The twenty-third season of the American animated sitcom series South Park premiered on Comedy Central on September 25, 2019, and concluded on December 11, 2019 after 10 episodes aired. This season contained the 300th episode of the long-running TV show; the milestone was reached on October 9, 2019, when the third episode of the season premiered. Like previous seasons, this season also had dark weeks (weeks during which no new episode would air), after episodes four and seven. Trey Parker and Matt Stone continued to write, direct, and edit every episode the week prior to air, as the duo has done since the series' debut.

Similar to previous seasons, the season features continuing elements and a recurring storyline for the first six episodes while lampooning ICE detention centers, the 2019 film Joker,  media censorship in China, the anti-vaccine movement, plant based food, the Trump Administration, transgender people in sports, and the competition between traditional cable television and media streaming.

Production
On July 8, 2015, two months prior to the season 19 premiere, Comedy Central announced they had renewed South Park for an additional 30 episodes over three seasons. This renewal was in addition to the two-year contract already in place with Parker and Stone, guaranteeing South Park would air until at least 2019. On September 12, 2019, the show was renewed for seasons 24 through 26 until 2022.

Main theme

This season had multiple changes to the traditional theme song from the show. For the first six episodes of the season, an overall story arc focusing on Randy Marsh's marijuana farm named Tegridy Farms was featured. During these episodes, the theme song's lyrics and graphics were changed to focus on Tegridy Farms and also featured vocals by Randy Marsh and Towelie. In the episode "Board Girls", the regular theme was completely abandoned and replaced with a theme about the PC Babies, the politically correct children of PC Principal and Vice Principal Strong Woman.

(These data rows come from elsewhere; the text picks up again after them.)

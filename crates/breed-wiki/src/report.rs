use crate::matching::{normalize_name, resolve, CandidateIndex, MatchKind, MatchResult};
use crate::sources::page_title;
use chrono::{DateTime, Utc};
use serde::{Deserialize, Serialize};
use tracing::{info, warn};

/// Resolution outcome for one dataset breed.
#[derive(Debug, Clone, PartialEq, Eq, Serialize, Deserialize)]
pub struct BreedMatch {
    pub breed: String,
    /// Empty when no article was found.
    pub wikipedia_url: String,
    /// Article page name, as used to fetch the article itself.
    #[serde(skip_serializing_if = "Option::is_none")]
    pub article_title: Option<String>,
    #[serde(skip_serializing_if = "Option::is_none")]
    pub matched_variation: Option<String>,
    pub kind: MatchKind,
    pub slug: String,
}

#[derive(Debug, Clone, Copy, Default, PartialEq, Eq, Serialize, Deserialize)]
pub struct MatchSummary {
    pub total: usize,
    pub exact: usize,
    pub fuzzy: usize,
    pub unmatched: usize,
}

impl MatchSummary {
    fn record(&mut self, kind: MatchKind) {
        self.total += 1;
        match kind {
            MatchKind::Exact => self.exact += 1,
            MatchKind::Fuzzy => self.fuzzy += 1,
            MatchKind::Unmatched => self.unmatched += 1,
        }
    }
}

#[derive(Debug, Clone, Serialize, Deserialize)]
pub struct MatchReport {
    pub generated_at: DateTime<Utc>,
    pub index_size: usize,
    pub summary: MatchSummary,
    pub matches: Vec<BreedMatch>,
}

impl MatchReport {
    /// Resolves every breed against `index`, logging each outcome.
    pub fn build<I, S>(breeds: I, index: &CandidateIndex) -> Self
    where
        I: IntoIterator<Item = S>,
        S: AsRef<str>,
    {
        let mut summary = MatchSummary::default();
        let mut matches = Vec::new();

        for breed in breeds {
            let breed = breed.as_ref();
            let result = resolve(breed, index);
            log_outcome(breed, &result);
            summary.record(result.kind());
            matches.push(BreedMatch {
                breed: breed.to_string(),
                wikipedia_url: result.url().unwrap_or_default().to_string(),
                article_title: result.url().map(|url| page_title(url).to_string()),
                matched_variation: result.variation().map(str::to_string),
                kind: result.kind(),
                slug: breed_slug(breed),
            });
        }

        info!(
            total = summary.total,
            exact = summary.exact,
            fuzzy = summary.fuzzy,
            unmatched = summary.unmatched,
            "resolved dataset breeds"
        );

        Self {
            generated_at: Utc::now(),
            index_size: index.len(),
            summary,
            matches,
        }
    }

    pub fn unmatched(&self) -> impl Iterator<Item = &BreedMatch> {
        self.matches
            .iter()
            .filter(|entry| entry.kind == MatchKind::Unmatched)
    }
}

fn log_outcome(breed: &str, result: &MatchResult) {
    match result {
        MatchResult::Exact { variation, .. } if *variation == normalize_name(breed) => {
            info!(breed, "found exact match");
        }
        MatchResult::Exact { variation, url } | MatchResult::Fuzzy { variation, url, .. } => {
            info!(breed, matched = %variation, %url, kind = result.kind().label(), "found match");
        }
        MatchResult::NoMatch => warn!(breed, "no match found"),
    }
}

/// File-system safe stem for per-breed artifacts (`"Retrievers (Golden)"` ->
/// `"retrievers_golden"`).
pub fn breed_slug(breed: &str) -> String {
    breed
        .to_lowercase()
        .replace('\u{a0}', " ")
        .replace(' ', "_")
        .chars()
        .filter(|c| c.is_ascii_lowercase() || c.is_ascii_digit() || *c == '_' || *c == '-')
        .collect()
}
use breed_wiki::matching::{
    breed_variations, is_good_match, normalize_name, resolve, CandidateIndex, MatchKind,
    MatchResult,
};
use breed_wiki::report::MatchReport;
use breed_wiki::sources::{extract_links, BreedDataset};

const BASE: &str = "https://en.wikipedia.org";
const U1: &str = "https://en.wikipedia.org/wiki/Golden_Retriever";

fn fixture_index() -> CandidateIndex {
    let html = include_str!("fixtures/list_of_dog_breeds.html");
    let links = extract_links(html, BASE);
    CandidateIndex::build(links.iter().map(|link| (&link.text, &link.url)))
}

#[test]
fn golden_retriever_resolves_through_promoted_qualifier() {
    assert_eq!(normalize_name("Retriever (Golden)"), "golden retriever");
    let variations = breed_variations("Retriever (Golden)");
    assert!(variations.contains("golden retriever"));
    assert!(variations.contains("retriever golden"));

    let index = CandidateIndex::build([("golden retriever", U1)]);
    assert_eq!(
        resolve("Retriever (Golden)", &index),
        MatchResult::Exact {
            url: U1.to_string(),
            variation: "golden retriever".to_string(),
        }
    );
}

#[test]
fn bare_category_word_does_not_fuzzy_match_longer_names() {
    assert_eq!(normalize_name("Terriers"), "terrier");
    assert!(!is_good_match("terrier", "toy terrier"));

    let index = CandidateIndex::build([("toy terrier", "https://x/wiki/Toy_Terrier")]);
    assert_eq!(resolve("Terriers", &index), MatchResult::NoMatch);
}

#[test]
fn two_shared_words_accept_a_subset_name() {
    let cocker = "https://en.wikipedia.org/wiki/Cocker_Spaniel";
    let index = CandidateIndex::build([("cocker spaniel", cocker)]);
    let result = resolve("English Cocker Spaniel", &index);

    assert_eq!(result.kind(), MatchKind::Fuzzy);
    assert_eq!(result.url(), Some(cocker));
    assert_eq!(result.variation(), Some("cocker spaniel"));
}

#[test]
fn empty_name_never_matches() {
    assert_eq!(normalize_name(""), "");
    let variations: Vec<String> = breed_variations("").into_iter().collect();
    assert_eq!(variations, vec![String::new()]);
    assert_eq!(resolve("", &fixture_index()), MatchResult::NoMatch);
}

#[test]
fn raw_name_key_takes_precedence_over_fuzzy_candidates() {
    let index = CandidateIndex::build([
        ("German Shepherd Dog", "https://x/wiki/Fuzzy"),
        ("German Shepherd", "https://x/wiki/Raw"),
    ]);
    let result = resolve("German Shepherd", &index);
    assert_eq!(result.kind(), MatchKind::Exact);
    assert_eq!(result.url(), Some("https://x/wiki/Raw"));
}

#[test]
fn fixture_page_yields_only_article_links() {
    let html = include_str!("fixtures/list_of_dog_breeds.html");
    let links = extract_links(html, BASE);

    assert_eq!(links.len(), 8);
    assert!(links.iter().all(|link| link.url.starts_with(BASE)));
    assert!(links.iter().all(|link| !link.url.contains("List_of")));
    assert_eq!(links[0].text, "Labrador Retriever");
    assert_eq!(links[7].url, "https://en.wikipedia.org/wiki/Akita_(dog)");
}

#[test]
fn dataset_breeds_resolve_against_fixture_page() {
    let breeds = BreedDataset::from_reader(&include_bytes!("fixtures/breed_traits.csv")[..])
        .expect("dataset parses");
    let report = MatchReport::build(&breeds, &fixture_index());

    let outcome = |breed: &str| {
        report
            .matches
            .iter()
            .find(|entry| entry.breed == breed)
            .unwrap_or_else(|| panic!("{breed} missing from report"))
    };

    let labrador = outcome("Retrievers (Labrador)");
    assert_eq!(labrador.kind, MatchKind::Exact);
    assert_eq!(
        labrador.wikipedia_url,
        "https://en.wikipedia.org/wiki/Labrador_Retriever"
    );
    assert_eq!(labrador.article_title.as_deref(), Some("Labrador_Retriever"));

    let shepherd = outcome("German Shepherd Dogs");
    assert_eq!(shepherd.kind, MatchKind::Fuzzy);
    assert_eq!(shepherd.matched_variation.as_deref(), Some("german shepherd"));

    assert_eq!(outcome("Spaniels (English Cocker)").kind, MatchKind::Fuzzy);
    assert_eq!(outcome("Terriers").kind, MatchKind::Unmatched);
    assert_eq!(outcome("Terriers").wikipedia_url, "");

    assert_eq!(report.summary.total, 8);
    assert_eq!(report.summary.exact, 3);
    assert_eq!(report.summary.fuzzy, 2);
    assert_eq!(report.summary.unmatched, 3);
}

#[test]
fn index_is_shareable_across_threads() {
    let index = std::sync::Arc::new(fixture_index());
    let handles: Vec<_> = ["Retrievers (Golden)", "French Bulldogs"]
        .into_iter()
        .map(|breed| {
            let index = std::sync::Arc::clone(&index);
            std::thread::spawn(move || resolve(breed, &index))
        })
        .collect();

    for handle in handles {
        let result = handle.join().expect("resolver thread completes");
        assert_eq!(result.kind(), MatchKind::Exact);
    }
}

In the "Turd Burglars" episode, the theme returned to the show, but starring the women of South Park, in a fictional show titled "One for the Ladies". In the "Basic Cable" episode, the theme was abandoned again and replaced with a faux intro titled "The Scott Malkinson Show". The traditional theme song was put back in on the final episode "Christmas Snow".

Controversy
On October 7, 2019, South Park was reportedly banned from the Chinese Internet with videos, mentions, and discussion forums for the animated series being removed and shut down in response to episode 2 of the season, "Band in China". Later in the day South Park creators Trey Parker and Matt Stone mockingly apologized.

Episodes

Reception
On Rotten Tomatoes, the season holds a 50% approval rating based on 6 reviews.

Home media
The season was released in its entirety on DVD and Blu-ray on June 23, 2020.